STUDY MATERIAL
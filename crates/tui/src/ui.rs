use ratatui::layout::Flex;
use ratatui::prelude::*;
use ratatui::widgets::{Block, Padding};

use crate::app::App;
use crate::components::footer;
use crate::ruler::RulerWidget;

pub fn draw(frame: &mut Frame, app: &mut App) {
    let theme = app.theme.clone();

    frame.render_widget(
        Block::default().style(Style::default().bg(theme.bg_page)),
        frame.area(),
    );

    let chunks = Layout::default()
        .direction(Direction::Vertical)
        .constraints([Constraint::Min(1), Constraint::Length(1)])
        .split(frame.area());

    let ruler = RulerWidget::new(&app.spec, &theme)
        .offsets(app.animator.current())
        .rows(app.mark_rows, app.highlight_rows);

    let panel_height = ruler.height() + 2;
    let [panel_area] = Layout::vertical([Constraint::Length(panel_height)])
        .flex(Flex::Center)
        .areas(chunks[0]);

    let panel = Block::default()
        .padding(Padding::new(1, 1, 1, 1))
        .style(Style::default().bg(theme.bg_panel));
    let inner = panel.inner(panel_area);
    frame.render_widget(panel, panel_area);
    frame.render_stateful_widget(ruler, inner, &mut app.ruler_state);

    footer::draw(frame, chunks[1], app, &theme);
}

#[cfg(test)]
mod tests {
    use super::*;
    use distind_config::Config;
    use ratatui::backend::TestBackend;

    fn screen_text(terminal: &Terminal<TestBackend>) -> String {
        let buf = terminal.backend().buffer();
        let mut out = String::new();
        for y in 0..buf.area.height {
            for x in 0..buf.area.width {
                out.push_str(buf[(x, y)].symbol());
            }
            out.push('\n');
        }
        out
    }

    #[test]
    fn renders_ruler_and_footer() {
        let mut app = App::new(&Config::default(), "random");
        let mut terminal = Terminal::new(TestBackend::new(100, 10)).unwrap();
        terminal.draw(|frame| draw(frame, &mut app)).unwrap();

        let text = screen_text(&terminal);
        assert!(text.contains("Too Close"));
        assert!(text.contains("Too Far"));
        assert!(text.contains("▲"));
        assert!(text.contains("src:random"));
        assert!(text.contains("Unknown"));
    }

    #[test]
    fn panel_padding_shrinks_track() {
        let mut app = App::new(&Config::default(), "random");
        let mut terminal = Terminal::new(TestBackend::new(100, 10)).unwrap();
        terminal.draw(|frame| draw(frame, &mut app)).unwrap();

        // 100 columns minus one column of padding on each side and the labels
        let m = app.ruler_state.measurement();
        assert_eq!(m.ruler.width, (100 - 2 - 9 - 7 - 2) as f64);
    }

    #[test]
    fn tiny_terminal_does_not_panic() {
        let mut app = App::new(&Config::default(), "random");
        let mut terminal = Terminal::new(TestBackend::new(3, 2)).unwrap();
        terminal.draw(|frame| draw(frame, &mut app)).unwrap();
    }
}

YOUR INSTRUCTIONS
Reproduce every line of the entries above, unchanged, from the very first one down to and including the line containing "let theme = app.theme.clone();".

SOLUTION FOR THIS EXERCISE
filename crates/tui/src/ui.rs
use ratatui::layout::Flex;
use ratatui::prelude::*;
use ratatui::widgets::{Block, Padding};

use crate::app::App;
use crate::components::footer;
use crate::ruler::RulerWidget;

pub fn draw(frame: &mut Frame, app: &mut App) {
    let theme = app.theme.clone();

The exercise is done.